IBIZA | A. P.
La consellera insular de Turismo Pepa Marí, aseguró ayer que la temporada que está ya acabando «no ha sido tan espantosa como se preveía en un primer momento». Añadió que esta circunstancia debe «tranquilizar» al sector, ya que al inicio de la campaña se esperaba una crisis más intensa y había una mayor preocupación. «Cuando íbamos a los mercados en invierno se hablaba de cuánto sería la bajada, porque ésta se daba ya por sentada, pero al final, vemos que ha habido un descenso que podía ser del orden del 5% al 7% en la ocupación y esto hace que acabemos la temporada con una tranquilidad de que las cosas se han mantenido en un marco de lo asumible», señaló Marí.
La consellera elogió la capacidad de los hoteleros en la gestión de la crisis y destacó la adaptación que han hecho a los distintos mercados en función de las necesidades del momento. «Han sabido capear las dificultades», dijo y añadió que con la crisis «se ha demostrado que la marca Ibiza es uno de los principales valores, que vende en temporadas buenas y malas». La consellera animó para que esta marca «siga brillando» dentro del mercado turístico.
Marí subrayó asimismo que es positivo utilizar la época de crisis para llevar a cabo una reflexión sobre las posibilidades que ofrece la industria. «Cada uno de los establecimientos puede aprovechar para ver qué hace bien y qué hace mal y es el momento para comprobar si hay que hacer más reformas e inversiones.

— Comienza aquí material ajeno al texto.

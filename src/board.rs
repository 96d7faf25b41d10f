pub mod config;
pub mod display;
pub mod resources;
pub mod schedule;
use std::{
    collections::HashMap,
    path::{Path, PathBuf},
};

use anyhow::Context;

use crate::{
    departures::model::DepartureQuery,
    foundation::error::{BoardError, BoardResult},
};

/// Supplier of raw departure records, one call per (station, direction).
///
/// Implementations never block on the board's behalf: they hand back already
/// resolved data or an error.
pub trait DepartureSource {
    fn fetch(&mut self, query: &DepartureQuery) -> BoardResult<Vec<serde_json::Value>>;
}

impl<F> DepartureSource for F
where
    F: FnMut(&DepartureQuery) -> BoardResult<Vec<serde_json::Value>>,
{
    fn fetch(&mut self, query: &DepartureQuery) -> BoardResult<Vec<serde_json::Value>> {
        self(query)
    }
}

/// In-memory feeds keyed by station id and direction.
#[derive(Clone, Debug, Default)]
pub struct StaticSource {
    feeds: HashMap<(String, Option<String>), Vec<serde_json::Value>>,
}

impl StaticSource {
    pub fn new() -> Self {
        Self::default()
    }

    pub fn with_feed(
        mut self,
        station_id: impl Into<String>,
        direction: Option<&str>,
        records: Vec<serde_json::Value>,
    ) -> Self {
        self.insert(station_id, direction, records);
        self
    }

    pub fn insert(
        &mut self,
        station_id: impl Into<String>,
        direction: Option<&str>,
        records: Vec<serde_json::Value>,
    ) {
        self.feeds
            .insert((station_id.into(), direction.map(str::to_string)), records);
    }
}

impl DepartureSource for StaticSource {
    fn fetch(&mut self, query: &DepartureQuery) -> BoardResult<Vec<serde_json::Value>> {
        let key = (query.station_id.clone(), query.direction.clone());
        let records = self.feeds.get(&key).ok_or_else(|| {
            BoardError::source(format!(
                "no feed for station '{}' direction {:?}",
                query.station_id, query.direction
            ))
        })?;
        Ok(admit(records.iter().cloned(), query))
    }
}

/// Feeds stored as JSON files: `DIR/<station-id>.json` or
/// `DIR/<station-id>_<direction>.json`, each either a bare array of records or
/// an object with a `departures` array.
#[derive(Clone, Debug)]
pub struct FeedDirSource {
    dir: PathBuf,
}

impl FeedDirSource {
    pub fn new(dir: impl Into<PathBuf>) -> Self {
        Self { dir: dir.into() }
    }

    pub fn dir(&self) -> &Path {
        &self.dir
    }

    pub fn path_for(&self, query: &DepartureQuery) -> PathBuf {
        let name = match &query.direction {
            Some(direction) => format!("{}_{}.json", query.station_id, direction),
            None => format!("{}.json", query.station_id),
        };
        self.dir.join(name)
    }
}

impl DepartureSource for FeedDirSource {
    fn fetch(&mut self, query: &DepartureQuery) -> BoardResult<Vec<serde_json::Value>> {
        let path = self.path_for(query);
        let text = std::fs::read_to_string(&path)
            .with_context(|| format!("read departure feed '{}'", path.display()))?;
        let value: serde_json::Value = serde_json::from_str(&text)
            .with_context(|| format!("parse departure feed '{}'", path.display()))?;
        let records = match value {
            serde_json::Value::Array(items) => items,
            serde_json::Value::Object(mut obj) => match obj.remove("departures") {
                Some(serde_json::Value::Array(items)) => items,
                _ => {
                    return Err(BoardError::source(format!(
                        "feed '{}' has no departures array",
                        path.display()
                    )));
                }
            },
            _ => {
                return Err(BoardError::source(format!(
                    "feed '{}' must be an array or an object",
                    path.display()
                )));
            }
        };
        Ok(admit(records.into_iter(), query))
    }
}

/// Keeps records whose product the query asks for.
///
/// The `results` cap is not applied here: it counts departures inside the
/// time window, which is only known after conversion.
fn admit(
    records: impl Iterator<Item = serde_json::Value>,
    query: &DepartureQuery,
) -> Vec<serde_json::Value> {
    records
        .filter(|record| record_product(record).is_none_or(|p| query.products.contains(p)))
        .collect()
}

/// The line's product, else the top-level one.
fn record_product(record: &serde_json::Value) -> Option<&str> {
    record
        .pointer("/line/product")
        .and_then(serde_json::Value::as_str)
        .or_else(|| record.get("product").and_then(serde_json::Value::as_str))
}

#[cfg(test)]
#[path = "../../tests/unit/departures/source.rs"]
mod tests;
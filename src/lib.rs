//! depboard lays out a departure board on a resizable drawing surface.
//!
//! # Pieces
//!
//! 1. **Layout**: [`Cell`] geometry with nine anchors, composed through weighted
//!    [`Grid`]s and vertical [`Stack`]s. Geometry writes go through a [`Resize`]
//!    handle so every descendant is re-placed; [`ResizeLock`] batches writes into
//!    a single cascade.
//! 2. **Departures**: raw feed records are converted, merged, de-duplicated by
//!    trip id and sorted by minutes left ([`order_departures`]).
//! 3. **Board**: [`Board`] owns the display tree (titles, departure rows, clock,
//!    events, posters) and pushes updates to a [`Surface`].
//! 4. **Raster**: [`rasterize_scene`] turns a retained [`Scene`] into premultiplied
//!    RGBA8 pixels on the CPU.
//!
//! The core never performs IO: feeds, fonts and images are handed in already
//! loaded, through [`DepartureSource`] and [`Resources`].
#![forbid(unsafe_code)]

mod artists;
mod assets;
mod board;
mod departures;
mod draw;
mod foundation;
mod layout;

pub use artists::clock::ClockArtist;
pub use artists::departure::{DepartureArtist, NO_DATA_TEXT};
pub use artists::event::{Event, EventArtist};
pub use artists::poster::PosterArtist;
pub use artists::title::TitleArtist;
pub use assets::decode::{PreparedImage, decode_image, decode_thumbnail};
pub use assets::store::ImageStore;
pub use board::config::{BoardConfig, Padding, Periods};
pub use board::display::{Board, InfoItem, Panel, StationItem};
pub use board::resources::{Dimensions, FontSpec, Palette, Resources, register_fonts};
pub use board::schedule::{Schedule, Task};
pub use departures::model::{
    Departure, DepartureQuery, Products, RawDeparture, RawLine, Station, time_is_between,
};
pub use departures::pipeline::{
    DirectionFilter, convert_record, convert_records, dedup_by_id, fill_slots, merge,
    minutes_until, order_departures, sort_by_time, station_departures,
};
pub use departures::source::{DepartureSource, FeedDirSource, StaticSource};
pub use draw::measure::{FixedMeasure, Measure, truncate_to_width};
pub use draw::raster::{FrameRGBA, rasterize_scene};
pub use draw::surface::{
    Configure, Content, FontRole, ImageId, Primitive, PrimitiveId, Scene, SceneStats, Surface,
};
pub use draw::text::{TextEngine, layout_extent};
pub use foundation::core::{Canvas, Point, Rect, Rgba8, Size, Vec2};
pub use foundation::error::{BoardError, BoardResult};
pub use layout::anchor::Anchor;
pub use layout::cascade::{Artist, EditGeometry, Resize, ResizeLock};
pub use layout::cell::Cell;
pub use layout::grid::{Grid, GridArtist, GridSlot, normalize};
pub use layout::stack::Stack;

Espero que salgamos reforzados de la crisis por las inversiones que están previstas», remarcó la consellera.
Marí anunció que para el próximo año se prevé un «moderado optimismo» y añadió que la temporada de 2009 ha «sido muy difícil» por la incertidumbre de los resultados al inicio de la campaña. «Al final creo que ha sido mejor de lo que cabía esperar y de cara al año próximo se ve un mayor optimismo porque hay más movimiento en los vuelos. El mercado alemán está en evolución positiva y esto es un buen síntoma».
Nuevos mercados
La consellera recordó la apertura de nuevos mercados como el polaco, ya que cuarenta y cinco agentes de viajes de este país se encuentran en la isla para conocer sobre el terreno la oferta y poder vender con conocimiento de causa. «Estamos intensificando nuestra presencia en el mercado británico y parece que hay buenos augurios para 2010», señaló Marí.
Para el próximo invierno la consellera asegura que «se han hecho los deberes». Explica que existen más vuelos que durante el pasado año y confía en que se podrá captar un mayor número de turistas del Imserso y jubilados europeos.
«Trabajamos con las compañías aéreas para potenciar el turismo social, junto con Turespaña. Esperamos, por ello, que se pueda marcar un cambio de tendencia y tener una isla preparada para el invierno, sobre todo para los mercados nórdicos», subrayó Marí, quien destacó asimismo la importancia del mercado español para el invierno, «por las mayores conexiones con la isla».
Con respecto a las peticiones formuladas reiteradamente por los hoteleros sobre la necesidad de dar prioridad a la promoción que permita conseguir temporadas veraniegas de seis meses, la consellera no ofreció respuesta alguna. Sí que lo hizo sobre las demandas de los empresarios para promocionar más el mercado alemán: «Vamos flexibilizando los porcentajes de promoción entre distintos mercados. El alemán parece que tiene visos de subir, pero hay que tener en cuenta el número relativo, ya que el mercado británico es muy superior», señaló.
El efecto multiplicador
La consellera de Turismo asegura que para el próximo año se intentará incrementar el presupuesto promocional aunque advirtió de que «tiene visos de ser el mismo que el de 2009». Destacó la importancia de la colaboración con otras instituciones y añadió que el fondo de dos millones de euros que tiene la Fundación Turística puede aumentar gracias a los convenios entre Turespaña y el Ibatur. «Todo esto nos permite obtener más recursos y optimizar el dinero que tenemos porque se produce un efecto multiplicador», añadió.